(303c) Dry Granulation of Cathode Active Material and Solid Electrolyte Powders for All-Solid-State Batteries

Transition from gasoline-powered automobiles to electric vehicles (EVs) has progressed to realize a carbon neutralization. The prerequisite for EVs is the advanced secondary batteries which are safe, high-capacity, and capable of faster charging/discharging. All-solid-state batteries are attracting attention as the next-generation batteries that can fulfill these requirements. As a manufacturing process for all-solid-state batteries, a low-cost and environmentally-friendly dry process, which is solvent-free and does not require drying, is desirable. However, as original materials for all-solid-state batteries are fine cohesive powders, it is necessary to improve their flowability by means of a dry granulation process. For dry granulation, selection and handling of binder particles is of utmost importance. Poly(1,1,2,2-tetrafluoroethylene) (PTFE) is a promising candidate of solid binder particles, because it has been utilized for dry sheeting of fine particles for battery electrodes [1]. However, the fundamental phenomenon of particle agglomeration by PTFE remains unclear.

In this study, we investigated the dry granulation of battery particles using PTFE solid binder in three types of dry granulation processes, which were horizontal high-shear mixer (HSM), planetary ball mill (PBM), and twin-screw hot kneader (TSHK). Generally, in these processes, the dominant external forces exerting the powder are as follows: shear force in the HSM; shear and compressive forces in the PBM; shear and compressive forces with heat in the TSHK. By comparing these different granulation processes, we clarified the requirements for dry granulation with PTFE.

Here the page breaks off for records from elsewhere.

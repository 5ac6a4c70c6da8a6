//! Job-description classifier: local heuristics only, no network calls.
//!
//! Algorithm:
//! 1. Role: labeled field, then "<title> at|- ...", then the first non-blank line.
//! 2. Organization: labeled field, then "at|join|with <Name>", then "<Name> is seeking".
//! 3. Sector: whole-word keyword counts per sector; strictly greater score wins,
//!    so earlier sectors keep ties. No signal leaves the default sector.
//! 4. Confidence: bucketed from the winning score.
//! 5. Insight: labeled mission field, then "we are ..." / "our mission is to ..." sentences.
//!
//! Every rule is an independent pattern returning an optional capture; a rule
//! that finds nothing usable simply hands over to the next one.

use regex::Regex;
use serde::{Deserialize, Serialize};
use tracing::trace;

use crate::analysis::sectors::{Sector, SECTOR_KEYWORDS};
use crate::text::truncate_chars;

/// The first non-blank line used as a role is cut to this many characters.
pub const ROLE_FALLBACK_MAX_CHARS: usize = 80;
/// Extracted organization insight is cut to this many characters.
pub const INSIGHT_MAX_CHARS: usize = 200;
/// Scores strictly above this are HIGH confidence.
pub const HIGH_CONFIDENCE_THRESHOLD: usize = 3;
/// Scores strictly above this (and not HIGH) are MEDIUM confidence.
pub const MEDIUM_CONFIDENCE_THRESHOLD: usize = 1;

#[derive(Debug, Clone, Copy, PartialEq, Eq, Serialize, Deserialize)]
#[serde(rename_all = "UPPERCASE")]
pub enum ConfidenceLevel {
    High,
    Medium,
    Low,
}

impl ConfidenceLevel {
    pub fn from_score(score: usize) -> Self {
        if score > HIGH_CONFIDENCE_THRESHOLD {
            ConfidenceLevel::High
        } else if score > MEDIUM_CONFIDENCE_THRESHOLD {
            ConfidenceLevel::Medium
        } else {
            ConfidenceLevel::Low
        }
    }

    pub fn parse(value: &str) -> Option<Self> {
        match value.trim().to_ascii_uppercase().as_str() {
            "HIGH" => Some(ConfidenceLevel::High),
            "MEDIUM" => Some(ConfidenceLevel::Medium),
            "LOW" => Some(ConfidenceLevel::Low),
            _ => None,
        }
    }
}

/// Structured analysis of a job description.
///
/// `template`, `routing_target` and `themes` are only ever filled by enrichment.
#[derive(Debug, Clone, PartialEq, Serialize, Deserialize)]
#[serde(rename_all = "camelCase")]
pub struct AnalysisResult {
    pub role: String,
    pub organization: String,
    pub sector: Sector,
    pub organization_insight: String,
    pub confidence_level: ConfidenceLevel,
    pub template: Option<String>,
    pub routing_target: Option<String>,
    pub themes: Vec<String>,
}

/// One extraction attempt: a pattern and the capture group holding the value.
struct ExtractionRule {
    name: &'static str,
    pattern: Regex,
    group: usize,
}

impl ExtractionRule {
    fn new(name: &'static str, pattern: &str, group: usize) -> Result<Self, regex::Error> {
        Ok(Self {
            name,
            pattern: Regex::new(pattern)?,
            group,
        })
    }

    fn apply(&self, text: &str) -> Option<String> {
        let captured = self.pattern.captures(text)?.get(self.group)?.as_str().trim();
        if captured.is_empty() {
            return None;
        }
        Some(captured.to_string())
    }
}

/// Runs rules in priority order and returns the first usable capture.
fn first_match(rules: &[ExtractionRule], text: &str) -> Option<String> {
    rules.iter().find_map(|rule| {
        let hit = rule.apply(text)?;
        trace!(rule = rule.name, "extraction rule matched");
        Some(hit)
    })
}

struct SectorMatcher {
    sector: Sector,
    keywords: Vec<Regex>,
}

impl SectorMatcher {
    /// Total whole-word keyword occurrences in already-lowercased text.
    fn score(&self, lowered: &str) -> usize {
        self.keywords
            .iter()
            .map(|keyword| keyword.find_iter(lowered).count())
            .sum()
    }
}

/// Compiled classifier. Build once at startup and share; `analyze` is pure.
pub struct Classifier {
    role_rules: Vec<ExtractionRule>,
    organization_rules: Vec<ExtractionRule>,
    insight_rules: Vec<ExtractionRule>,
    sector_matchers: Vec<SectorMatcher>,
}

impl Classifier {
    pub fn new() -> Result<Self, regex::Error> {
        let role_rules = vec![
            ExtractionRule::new("role_label", r"(?i)(?:position|role|title):\s*([^\n]+)", 1)?,
            ExtractionRule::new(
                "role_title_delimiter",
                r"(?im)^([^\n]+?)(?:\s+at\s+|\s+-\s+)",
                1,
            )?,
        ];

        let organization_rules = vec![
            ExtractionRule::new(
                "organization_label",
                r"(?i)(?:company|organization|org):\s*([^\n]+)",
                1,
            )?,
            ExtractionRule::new(
                "organization_after_preposition",
                r"(?:at|join|with)\s+([A-Z][A-Za-z0-9\s&.]+?)(?:\s+is\s+|\s+in\s+|\.|,)",
                1,
            )?,
            ExtractionRule::new(
                "organization_is_hiring",
                r"([A-Z][A-Za-z0-9\s&.]{2,30})\s+is\s+(?:seeking|looking|hiring)",
                1,
            )?,
        ];

        let insight_rules = vec![
            ExtractionRule::new(
                "insight_label",
                r"(?i)(?:mission|vision|purpose|about us):\s*([^.!?]+[.!?])",
                1,
            )?,
            ExtractionRule::new(
                "insight_we_are",
                r"(?i)(?:we|our organization|our company)\s+(?:is|are)\s+([^.!?]+[.!?])",
                1,
            )?,
            ExtractionRule::new(
                "insight_we_aim",
                r"(?i)(?:our mission is to|we aim to|we work to|we strive to)\s+([^.!?]+[.!?])",
                1,
            )?,
        ];

        let sector_matchers = SECTOR_KEYWORDS
            .iter()
            .map(|(sector, keywords)| -> Result<SectorMatcher, regex::Error> {
                let keywords = keywords
                    .iter()
                    .map(|keyword| Regex::new(&format!(r"\b{}\b", regex::escape(keyword))))
                    .collect::<Result<Vec<_>, _>>()?;
                Ok(SectorMatcher {
                    sector: *sector,
                    keywords,
                })
            })
            .collect::<Result<Vec<_>, regex::Error>>()?;

        Ok(Self {
            role_rules,
            organization_rules,
            insight_rules,
            sector_matchers,
        })
    }

    /// Classifies raw job-description text. Never fails; missing signals
    /// leave fields empty and confidence LOW.
    pub fn analyze(&self, text: &str) -> AnalysisResult {
        let role = first_match(&self.role_rules, text).unwrap_or_else(|| first_line(text));
        let organization = first_match(&self.organization_rules, text).unwrap_or_default();
        let (sector, score) = self.score_sectors(text);
        let organization_insight = first_match(&self.insight_rules, text)
            .map(|insight| truncate_chars(&insight, INSIGHT_MAX_CHARS))
            .unwrap_or_default();

        AnalysisResult {
            role,
            organization,
            sector,
            organization_insight,
            confidence_level: ConfidenceLevel::from_score(score),
            template: None,
            routing_target: None,
            themes: Vec::new(),
        }
    }

    /// Winning sector and its keyword score. Ties keep the earlier sector.
    pub fn score_sectors(&self, text: &str) -> (Sector, usize) {
        let lowered = text.to_lowercase();
        let mut best = (Sector::default(), 0);
        for matcher in &self.sector_matchers {
            let score = matcher.score(&lowered);
            if score > best.1 {
                best = (matcher.sector, score);
            }
        }
        best
    }
}

fn first_line(text: &str) -> String {
    text.lines()
        .map(str::trim)
        .find(|line| !line.is_empty())
        .map(|line| truncate_chars(line, ROLE_FALLBACK_MAX_CHARS))
        .unwrap_or_default()
}

#[cfg(test)]
mod tests {
    use super::*;

    const LABELED_JD: &str = "Job Title: Director of Partnerships\n\
        Company: Vital Voices Global Partnership\n\
        Mission: To advance women leaders worldwide. We are growing.\n\
        Responsibilities: partnerships, alliance building, stakeholder engagement and business development.";

    const DELIMITED_JD: &str = "Senior Program Manager at Acme Corp.\n\
        You will own delivery across teams.";

    const CLIMATE_JD: &str = "Climate and sustainability lead\n\
        We focus on climate finance, carbon removal and carbon accounting.";

    fn classifier() -> Classifier {
        Classifier::new().unwrap()
    }

    #[test]
    fn test_empty_input_yields_defaults() {
        let result = classifier().analyze("");
        assert_eq!(result.role, "");
        assert_eq!(result.organization, "");
        assert_eq!(result.organization_insight, "");
        assert_eq!(result.sector, Sector::PartnershipsBd);
        assert_eq!(result.confidence_level, ConfidenceLevel::Low);
        assert!(result.template.is_none());
        assert!(result.routing_target.is_none());
        assert!(result.themes.is_empty());
    }

    #[test]
    fn test_labeled_fields_win() {
        let result = classifier().analyze(LABELED_JD);
        assert_eq!(result.role, "Director of Partnerships");
        assert_eq!(result.organization, "Vital Voices Global Partnership");
        assert_eq!(result.organization_insight, "To advance women leaders worldwide.");
        assert_eq!(result.sector, Sector::PartnershipsBd);
        assert_eq!(result.confidence_level, ConfidenceLevel::High);
    }

    #[test]
    fn test_delimiter_rule_extracts_role_and_organization() {
        let result = classifier().analyze(DELIMITED_JD);
        assert_eq!(result.role, "Senior Program Manager");
        assert_eq!(result.organization, "Acme Corp");
    }

    #[test]
    fn test_dash_delimiter_extracts_role() {
        let result = classifier().analyze("Data Scientist - Remote (US)\nBuild models.");
        assert_eq!(result.role, "Data Scientist");
    }

    #[test]
    fn test_role_falls_back_to_first_non_blank_line() {
        let result = classifier().analyze("\n\n   \n  Head of Operations\nSecond line");
        assert_eq!(result.role, "Head of Operations");
    }

    #[test]
    fn test_role_fallback_truncates_to_80_chars() {
        let result = classifier().analyze(&"x".repeat(120));
        assert_eq!(result.role.chars().count(), ROLE_FALLBACK_MAX_CHARS);
    }

    #[test]
    fn test_organization_from_is_seeking_phrase() {
        let result = classifier().analyze("Greenfield Labs is seeking a data lead.");
        assert_eq!(result.organization, "Greenfield Labs");
    }

    #[test]
    fn test_no_organization_signal_leaves_it_empty() {
        let result = classifier().analyze("build dashboards and write reports");
        assert_eq!(result.organization, "");
    }

    #[test]
    fn test_climate_keywords_route_to_climate_with_high_confidence() {
        let c = classifier();
        assert_eq!(c.score_sectors(CLIMATE_JD), (Sector::ClimateEsg, 5));

        let result = c.analyze(CLIMATE_JD);
        assert_eq!(result.sector, Sector::ClimateEsg);
        assert_eq!(result.confidence_level, ConfidenceLevel::High);
    }

    #[test]
    fn test_keyword_matching_is_case_insensitive_and_whole_word() {
        let c = classifier();
        assert_eq!(c.score_sectors("CLIMATE Climate climate"), (Sector::ClimateEsg, 3));
        // "ai" inside other words never counts
        assert_eq!(c.score_sectors("maintain email"), (Sector::PartnershipsBd, 0));
    }

    #[test]
    fn test_multi_word_keywords_count_alongside_their_parts() {
        // "market research" and "research" both score
        assert_eq!(
            classifier().score_sectors("market research"),
            (Sector::ResearchStrategy, 2)
        );
    }

    #[test]
    fn test_tie_keeps_earlier_declared_sector() {
        let c = classifier();
        assert_eq!(c.score_sectors("ai policy").0, Sector::AiTech);
        assert_eq!(c.score_sectors("policy ai").0, Sector::AiTech);
        assert_eq!(c.score_sectors("fintech climate").0, Sector::ClimateEsg);
    }

    #[test]
    fn test_confidence_thresholds() {
        assert_eq!(ConfidenceLevel::from_score(0), ConfidenceLevel::Low);
        assert_eq!(ConfidenceLevel::from_score(1), ConfidenceLevel::Low);
        assert_eq!(ConfidenceLevel::from_score(2), ConfidenceLevel::Medium);
        assert_eq!(ConfidenceLevel::from_score(3), ConfidenceLevel::Medium);
        assert_eq!(ConfidenceLevel::from_score(4), ConfidenceLevel::High);
    }

    #[test]
    fn test_medium_confidence_from_two_hits() {
        let result = classifier().analyze("payments and crypto");
        assert_eq!(result.sector, Sector::Fintech);
        assert_eq!(result.confidence_level, ConfidenceLevel::Medium);
    }

    #[test]
    fn test_insight_from_we_are_sentence() {
        let result = classifier().analyze("Our company is building tools for refugees. Join us.");
        assert_eq!(result.organization_insight, "building tools for refugees.");
    }

    #[test]
    fn test_insight_from_mission_statement() {
        let result =
            classifier().analyze("Our mission is to expand access to clean water! Apply today.");
        assert_eq!(result.organization_insight, "expand access to clean water!");
    }

    #[test]
    fn test_insight_truncated_to_200_chars() {
        let text = format!("Mission: {}.", "a".repeat(300));
        let result = classifier().analyze(&text);
        assert_eq!(result.organization_insight.chars().count(), INSIGHT_MAX_CHARS);
    }

    #[test]
    fn test_confidence_parse() {
        assert_eq!(ConfidenceLevel::parse("high"), Some(ConfidenceLevel::High));
        assert_eq!(ConfidenceLevel::parse(" Medium "), Some(ConfidenceLevel::Medium));
        assert_eq!(ConfidenceLevel::parse("certain"), None);
    }

    #[test]
    fn test_result_serializes_with_camel_case_wire_names() {
        let value = serde_json::to_value(classifier().analyze(DELIMITED_JD)).unwrap();
        assert_eq!(value["role"], "Senior Program Manager");
        assert_eq!(value["organization"], "Acme Corp");
        assert!(value["confidenceLevel"].is_string());
        assert!(value["organizationInsight"].is_string());
        assert!(value["routingTarget"].is_null());
        assert!(value["template"].is_null());
        assert_eq!(value["themes"], serde_json::json!([]));
    }

    #[test]
    fn test_invariants_hold_across_varied_inputs() {
        let c = classifier();
        let accents = "é".repeat(500);
        let inputs = [
            "",
            "   \n\t  ",
            LABELED_JD,
            DELIMITED_JD,
            CLIMATE_JD,
            "Résumé review \u{2014} Ñandú Institute seeks an AI lead",
            "Title:\n",
            "at , with . join",
            accents.as_str(),
            "grants grants fundraising donor philanthropy foundation",
        ];

        for input in inputs {
            let first = c.analyze(input);
            let second = c.analyze(input);
            assert_eq!(first, second, "analysis must be deterministic");

            assert!(Sector::ALL.contains(&first.sector));
            let (sector, score) = c.score_sectors(input);
            assert_eq!(first.sector, sector);
            assert_eq!(first.confidence_level, ConfidenceLevel::from_score(score));
            assert!(first.organization_insight.chars().count() <= INSIGHT_MAX_CHARS);
        }
    }
}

We measured mass fraction of ungranulated fine particles within the granules prepared from three types of granulation processes. It was found that in the case of the TSHK mass fraction of ungranulated fine particles remarkably decreased and the PTFE solid particles were more likely to disperse by transforming to fibrous morphology, leading to agglomerating the fine original particles. This result revealed that by exerting the compressive and shear forces under high temperatures, the PTFE solid binder promotes granulation of the original fine battery particles. Moreover, with an increase in the granulation temperature in the TSHK, the size of granules significantly increased. This was caused by an increasing the number of PTFE fibers and decreasing the diameter of the PTFE fibers under higher temperatures. We then fabricated the electrode sheets by a roller compactor from granules prepared using the TSHK. The tensile strength of the sheets exhibited sufficient strength as compared to that in reference [1]. Furthermore, the sheets fabricated from granules prepared at higher temperatures showed higher tensile strength. We demonstrate that the TSHK process can be employed for the continuous production of electrode sheets for all-solid-state batteries.

[1] F. Hippauf et al, Energy Storage Materials, 21, 390–398 (2019)